Records drawn from a dataset:
- - - - - - -
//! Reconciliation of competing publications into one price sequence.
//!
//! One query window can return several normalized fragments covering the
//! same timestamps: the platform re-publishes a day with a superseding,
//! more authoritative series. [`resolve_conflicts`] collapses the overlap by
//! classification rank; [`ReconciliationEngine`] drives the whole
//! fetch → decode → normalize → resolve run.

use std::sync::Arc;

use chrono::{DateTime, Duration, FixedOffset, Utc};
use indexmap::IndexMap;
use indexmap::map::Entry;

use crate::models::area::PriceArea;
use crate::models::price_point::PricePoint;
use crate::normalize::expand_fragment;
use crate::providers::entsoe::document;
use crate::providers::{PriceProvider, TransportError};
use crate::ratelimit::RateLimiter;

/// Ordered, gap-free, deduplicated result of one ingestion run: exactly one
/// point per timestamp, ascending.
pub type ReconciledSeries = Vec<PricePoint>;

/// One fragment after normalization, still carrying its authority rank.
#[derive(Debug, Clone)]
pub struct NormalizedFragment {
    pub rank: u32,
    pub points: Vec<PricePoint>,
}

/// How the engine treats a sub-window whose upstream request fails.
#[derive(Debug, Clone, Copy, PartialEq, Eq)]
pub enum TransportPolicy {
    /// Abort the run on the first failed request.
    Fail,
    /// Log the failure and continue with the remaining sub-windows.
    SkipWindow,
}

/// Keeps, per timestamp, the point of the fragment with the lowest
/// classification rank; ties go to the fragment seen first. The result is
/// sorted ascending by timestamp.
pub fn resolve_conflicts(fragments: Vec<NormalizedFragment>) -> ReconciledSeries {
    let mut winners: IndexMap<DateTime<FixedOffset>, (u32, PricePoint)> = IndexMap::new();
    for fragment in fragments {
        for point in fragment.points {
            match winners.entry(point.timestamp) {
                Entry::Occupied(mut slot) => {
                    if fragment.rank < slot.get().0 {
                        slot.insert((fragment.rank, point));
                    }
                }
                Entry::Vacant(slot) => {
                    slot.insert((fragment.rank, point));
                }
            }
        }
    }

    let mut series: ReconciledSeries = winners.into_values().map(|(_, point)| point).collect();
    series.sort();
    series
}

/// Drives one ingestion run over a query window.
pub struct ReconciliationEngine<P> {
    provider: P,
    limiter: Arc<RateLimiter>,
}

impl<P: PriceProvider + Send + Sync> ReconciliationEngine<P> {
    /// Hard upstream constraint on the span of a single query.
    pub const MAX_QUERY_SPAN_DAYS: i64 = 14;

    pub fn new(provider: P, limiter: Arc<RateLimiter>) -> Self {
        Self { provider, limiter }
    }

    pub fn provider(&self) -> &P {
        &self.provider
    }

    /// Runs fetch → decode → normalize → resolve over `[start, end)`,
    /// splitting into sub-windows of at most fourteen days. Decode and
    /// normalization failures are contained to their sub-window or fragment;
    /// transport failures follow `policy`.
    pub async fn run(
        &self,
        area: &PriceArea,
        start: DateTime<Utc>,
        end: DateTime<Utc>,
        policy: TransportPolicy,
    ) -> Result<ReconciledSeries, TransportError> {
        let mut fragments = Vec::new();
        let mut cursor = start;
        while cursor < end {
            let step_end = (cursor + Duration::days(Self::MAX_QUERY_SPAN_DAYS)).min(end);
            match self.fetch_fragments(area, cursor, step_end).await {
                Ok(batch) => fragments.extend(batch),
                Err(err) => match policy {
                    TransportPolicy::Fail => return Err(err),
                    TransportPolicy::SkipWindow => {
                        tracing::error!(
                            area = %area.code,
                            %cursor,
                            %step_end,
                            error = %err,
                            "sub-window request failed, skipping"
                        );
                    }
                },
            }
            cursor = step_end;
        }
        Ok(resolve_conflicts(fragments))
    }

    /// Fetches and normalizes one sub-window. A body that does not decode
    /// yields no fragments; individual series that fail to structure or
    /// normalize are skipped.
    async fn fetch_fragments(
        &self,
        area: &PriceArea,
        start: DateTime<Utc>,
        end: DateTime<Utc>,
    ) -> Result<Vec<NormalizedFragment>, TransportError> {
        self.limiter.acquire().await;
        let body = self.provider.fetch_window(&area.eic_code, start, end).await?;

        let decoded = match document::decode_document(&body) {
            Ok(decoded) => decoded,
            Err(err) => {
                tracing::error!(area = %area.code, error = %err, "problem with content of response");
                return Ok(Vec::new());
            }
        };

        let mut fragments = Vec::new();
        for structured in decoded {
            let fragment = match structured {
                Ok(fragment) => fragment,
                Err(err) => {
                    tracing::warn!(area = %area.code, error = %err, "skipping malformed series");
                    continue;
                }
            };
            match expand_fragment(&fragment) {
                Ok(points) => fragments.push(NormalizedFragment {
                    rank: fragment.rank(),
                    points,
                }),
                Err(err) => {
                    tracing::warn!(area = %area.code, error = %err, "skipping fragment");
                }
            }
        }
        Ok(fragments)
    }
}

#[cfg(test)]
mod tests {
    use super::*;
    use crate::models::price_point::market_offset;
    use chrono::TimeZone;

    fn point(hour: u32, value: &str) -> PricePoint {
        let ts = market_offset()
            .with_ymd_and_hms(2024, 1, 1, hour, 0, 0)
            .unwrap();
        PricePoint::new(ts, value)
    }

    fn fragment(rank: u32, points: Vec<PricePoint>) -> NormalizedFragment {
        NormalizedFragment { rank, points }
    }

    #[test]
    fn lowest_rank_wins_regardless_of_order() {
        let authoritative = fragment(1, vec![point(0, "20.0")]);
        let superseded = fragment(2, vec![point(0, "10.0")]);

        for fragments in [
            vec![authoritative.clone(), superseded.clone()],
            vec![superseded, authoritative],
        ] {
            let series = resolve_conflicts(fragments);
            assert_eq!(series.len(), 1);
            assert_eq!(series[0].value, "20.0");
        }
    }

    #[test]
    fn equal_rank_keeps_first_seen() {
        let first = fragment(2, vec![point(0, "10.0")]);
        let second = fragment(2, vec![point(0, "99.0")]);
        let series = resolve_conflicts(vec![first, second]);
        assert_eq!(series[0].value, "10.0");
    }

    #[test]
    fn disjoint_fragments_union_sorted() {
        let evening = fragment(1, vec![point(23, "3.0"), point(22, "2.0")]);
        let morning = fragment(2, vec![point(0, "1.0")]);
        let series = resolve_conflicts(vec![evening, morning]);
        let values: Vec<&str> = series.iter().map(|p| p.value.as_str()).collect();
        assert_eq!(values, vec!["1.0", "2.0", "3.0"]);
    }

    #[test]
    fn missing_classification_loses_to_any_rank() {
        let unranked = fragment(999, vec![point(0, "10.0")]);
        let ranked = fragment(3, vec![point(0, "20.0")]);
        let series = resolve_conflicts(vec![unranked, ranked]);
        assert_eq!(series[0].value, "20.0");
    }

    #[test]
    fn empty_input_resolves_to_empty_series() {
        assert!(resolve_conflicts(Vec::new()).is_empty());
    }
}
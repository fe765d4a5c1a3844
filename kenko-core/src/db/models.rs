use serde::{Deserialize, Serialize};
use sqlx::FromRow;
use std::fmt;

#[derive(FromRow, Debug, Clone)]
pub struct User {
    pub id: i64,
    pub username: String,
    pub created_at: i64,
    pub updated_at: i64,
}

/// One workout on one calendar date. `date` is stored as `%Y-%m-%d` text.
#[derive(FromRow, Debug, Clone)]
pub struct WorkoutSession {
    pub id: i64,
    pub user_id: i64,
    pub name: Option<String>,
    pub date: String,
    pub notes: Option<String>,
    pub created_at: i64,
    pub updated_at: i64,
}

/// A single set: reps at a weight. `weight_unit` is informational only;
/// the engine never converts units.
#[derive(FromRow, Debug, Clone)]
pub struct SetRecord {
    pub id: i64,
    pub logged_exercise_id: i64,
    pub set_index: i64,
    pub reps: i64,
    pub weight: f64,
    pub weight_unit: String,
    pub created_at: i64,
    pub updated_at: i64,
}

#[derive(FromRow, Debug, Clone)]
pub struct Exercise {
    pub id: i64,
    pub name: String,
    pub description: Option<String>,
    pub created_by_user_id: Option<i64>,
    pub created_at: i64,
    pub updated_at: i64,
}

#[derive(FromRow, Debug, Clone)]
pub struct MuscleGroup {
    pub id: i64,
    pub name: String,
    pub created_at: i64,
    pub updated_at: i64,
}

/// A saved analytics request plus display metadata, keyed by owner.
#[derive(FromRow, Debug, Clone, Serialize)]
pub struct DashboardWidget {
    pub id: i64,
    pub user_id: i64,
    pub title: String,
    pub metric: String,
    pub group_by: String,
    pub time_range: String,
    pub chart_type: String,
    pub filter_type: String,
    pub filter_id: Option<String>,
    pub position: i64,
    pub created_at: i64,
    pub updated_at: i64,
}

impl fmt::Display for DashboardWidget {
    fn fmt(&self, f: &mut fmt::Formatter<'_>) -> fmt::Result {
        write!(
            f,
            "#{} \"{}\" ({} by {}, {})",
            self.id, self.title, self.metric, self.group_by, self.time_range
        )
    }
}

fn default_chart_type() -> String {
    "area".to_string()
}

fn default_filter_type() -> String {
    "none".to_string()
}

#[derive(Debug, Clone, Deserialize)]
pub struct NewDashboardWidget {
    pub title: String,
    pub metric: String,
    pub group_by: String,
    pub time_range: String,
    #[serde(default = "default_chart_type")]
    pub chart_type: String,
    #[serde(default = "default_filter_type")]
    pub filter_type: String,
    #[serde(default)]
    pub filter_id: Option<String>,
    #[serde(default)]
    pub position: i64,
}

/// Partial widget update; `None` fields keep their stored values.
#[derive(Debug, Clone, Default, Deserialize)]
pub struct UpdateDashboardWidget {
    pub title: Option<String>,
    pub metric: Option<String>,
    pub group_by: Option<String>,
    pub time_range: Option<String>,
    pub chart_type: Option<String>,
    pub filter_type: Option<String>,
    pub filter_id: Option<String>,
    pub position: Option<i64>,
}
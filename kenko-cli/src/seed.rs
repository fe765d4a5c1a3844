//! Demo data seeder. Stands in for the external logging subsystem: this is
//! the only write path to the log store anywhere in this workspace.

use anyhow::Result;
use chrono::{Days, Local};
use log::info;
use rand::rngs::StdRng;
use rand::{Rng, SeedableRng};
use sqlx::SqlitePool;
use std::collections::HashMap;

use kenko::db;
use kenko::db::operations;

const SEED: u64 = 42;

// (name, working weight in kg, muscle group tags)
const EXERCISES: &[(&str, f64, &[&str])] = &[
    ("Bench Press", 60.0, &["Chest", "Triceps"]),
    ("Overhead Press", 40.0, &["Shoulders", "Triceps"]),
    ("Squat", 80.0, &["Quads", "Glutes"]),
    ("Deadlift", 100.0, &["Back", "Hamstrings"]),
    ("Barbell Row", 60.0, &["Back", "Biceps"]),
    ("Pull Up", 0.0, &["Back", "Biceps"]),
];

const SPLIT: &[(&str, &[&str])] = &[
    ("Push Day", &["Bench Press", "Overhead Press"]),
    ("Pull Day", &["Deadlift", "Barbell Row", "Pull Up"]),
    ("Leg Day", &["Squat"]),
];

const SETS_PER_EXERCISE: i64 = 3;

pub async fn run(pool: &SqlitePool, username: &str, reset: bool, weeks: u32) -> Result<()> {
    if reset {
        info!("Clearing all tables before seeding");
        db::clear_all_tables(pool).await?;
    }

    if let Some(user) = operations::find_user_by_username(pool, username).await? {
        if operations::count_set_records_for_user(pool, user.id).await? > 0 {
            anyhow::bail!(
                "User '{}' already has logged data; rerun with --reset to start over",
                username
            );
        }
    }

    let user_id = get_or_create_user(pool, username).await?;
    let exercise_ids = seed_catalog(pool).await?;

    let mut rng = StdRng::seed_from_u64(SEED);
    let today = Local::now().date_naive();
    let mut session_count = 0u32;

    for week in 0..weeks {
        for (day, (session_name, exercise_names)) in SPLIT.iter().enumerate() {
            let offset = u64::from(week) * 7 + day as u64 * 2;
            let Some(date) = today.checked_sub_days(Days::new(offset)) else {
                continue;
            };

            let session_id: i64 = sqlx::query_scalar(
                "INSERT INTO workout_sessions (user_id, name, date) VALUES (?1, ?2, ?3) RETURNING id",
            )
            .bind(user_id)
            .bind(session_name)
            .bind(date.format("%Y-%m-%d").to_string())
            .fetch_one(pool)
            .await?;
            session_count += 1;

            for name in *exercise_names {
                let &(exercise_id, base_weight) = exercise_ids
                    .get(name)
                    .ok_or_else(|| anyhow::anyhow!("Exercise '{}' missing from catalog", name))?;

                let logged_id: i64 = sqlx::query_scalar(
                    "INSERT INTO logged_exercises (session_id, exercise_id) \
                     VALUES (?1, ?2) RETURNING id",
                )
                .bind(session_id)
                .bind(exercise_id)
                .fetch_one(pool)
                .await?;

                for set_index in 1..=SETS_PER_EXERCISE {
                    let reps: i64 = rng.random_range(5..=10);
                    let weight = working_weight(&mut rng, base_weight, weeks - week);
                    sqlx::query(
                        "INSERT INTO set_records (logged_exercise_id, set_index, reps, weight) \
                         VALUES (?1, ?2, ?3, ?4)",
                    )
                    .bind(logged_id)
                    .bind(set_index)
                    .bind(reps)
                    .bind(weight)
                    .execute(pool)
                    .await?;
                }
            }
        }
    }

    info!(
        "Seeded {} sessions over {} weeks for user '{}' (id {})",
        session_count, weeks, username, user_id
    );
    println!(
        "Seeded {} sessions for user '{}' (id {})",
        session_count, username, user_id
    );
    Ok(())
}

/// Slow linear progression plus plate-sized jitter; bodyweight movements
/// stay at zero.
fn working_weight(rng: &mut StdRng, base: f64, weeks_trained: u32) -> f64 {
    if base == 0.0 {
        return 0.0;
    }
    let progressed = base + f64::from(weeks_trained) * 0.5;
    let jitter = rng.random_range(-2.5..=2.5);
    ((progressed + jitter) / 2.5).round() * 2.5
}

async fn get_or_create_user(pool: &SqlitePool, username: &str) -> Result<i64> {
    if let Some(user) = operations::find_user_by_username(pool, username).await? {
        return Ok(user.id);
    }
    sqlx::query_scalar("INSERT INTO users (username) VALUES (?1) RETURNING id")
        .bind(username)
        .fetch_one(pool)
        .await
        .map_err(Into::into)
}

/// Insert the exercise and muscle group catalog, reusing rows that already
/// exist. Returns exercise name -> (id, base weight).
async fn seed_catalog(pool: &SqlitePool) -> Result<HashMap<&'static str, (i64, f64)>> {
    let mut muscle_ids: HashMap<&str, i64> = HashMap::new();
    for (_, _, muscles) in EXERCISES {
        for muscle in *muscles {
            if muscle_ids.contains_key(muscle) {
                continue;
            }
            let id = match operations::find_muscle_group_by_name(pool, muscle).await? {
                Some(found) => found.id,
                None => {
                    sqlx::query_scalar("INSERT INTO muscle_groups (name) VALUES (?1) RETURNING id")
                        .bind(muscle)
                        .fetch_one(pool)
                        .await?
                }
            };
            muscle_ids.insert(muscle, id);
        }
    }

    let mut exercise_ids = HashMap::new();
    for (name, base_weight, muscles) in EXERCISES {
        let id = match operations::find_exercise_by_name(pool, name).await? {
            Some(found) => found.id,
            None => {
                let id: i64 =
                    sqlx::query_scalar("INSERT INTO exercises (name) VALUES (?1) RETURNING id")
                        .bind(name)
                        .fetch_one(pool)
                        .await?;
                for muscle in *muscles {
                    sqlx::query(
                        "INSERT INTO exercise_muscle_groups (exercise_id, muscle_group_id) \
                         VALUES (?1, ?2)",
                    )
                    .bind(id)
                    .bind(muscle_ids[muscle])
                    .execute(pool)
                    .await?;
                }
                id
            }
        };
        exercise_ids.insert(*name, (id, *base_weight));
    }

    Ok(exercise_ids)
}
- - - - - - -
▶ **Your task**: Scan the data for the word "start" and copy every line where it shows up.

▶ **Expected output**:
    /// Runs fetch → decode → normalize → resolve over `[start, end)`,
        start: DateTime<Utc>,
        let mut cursor = start;
        start: DateTime<Utc>,
        let body = self.provider.fetch_window(&area.eic_code, start, end).await?;
                "User '{}' already has logged data; rerun with --reset to start over",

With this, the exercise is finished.